● **WHAT THE EXERCISE ASKS**
What you return should be the lines from the first line of the records below through the line holding "pub enum UnlockError", unchanged.

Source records
··········
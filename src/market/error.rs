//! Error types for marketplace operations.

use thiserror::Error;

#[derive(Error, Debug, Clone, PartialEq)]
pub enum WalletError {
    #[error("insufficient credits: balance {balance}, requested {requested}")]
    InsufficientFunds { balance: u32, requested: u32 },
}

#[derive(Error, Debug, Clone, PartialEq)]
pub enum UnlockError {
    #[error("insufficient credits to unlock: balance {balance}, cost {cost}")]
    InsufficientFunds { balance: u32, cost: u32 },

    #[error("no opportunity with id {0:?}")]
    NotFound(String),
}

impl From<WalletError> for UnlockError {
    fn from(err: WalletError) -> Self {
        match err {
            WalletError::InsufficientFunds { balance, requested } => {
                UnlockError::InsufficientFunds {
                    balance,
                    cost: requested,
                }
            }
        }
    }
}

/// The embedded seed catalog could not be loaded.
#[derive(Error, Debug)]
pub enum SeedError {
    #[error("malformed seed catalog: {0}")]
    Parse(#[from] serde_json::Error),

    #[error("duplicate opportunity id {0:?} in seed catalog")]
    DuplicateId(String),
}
··········
● **RESULT FOR THIS TASK**
filename src/market/error.rs
//! Error types for marketplace operations.

use thiserror::Error;

#[derive(Error, Debug, Clone, PartialEq)]
pub enum WalletError {
    #[error("insufficient credits: balance {balance}, requested {requested}")]
    InsufficientFunds { balance: u32, requested: u32 },
}

#[derive(Error, Debug, Clone, PartialEq)]
pub enum UnlockError {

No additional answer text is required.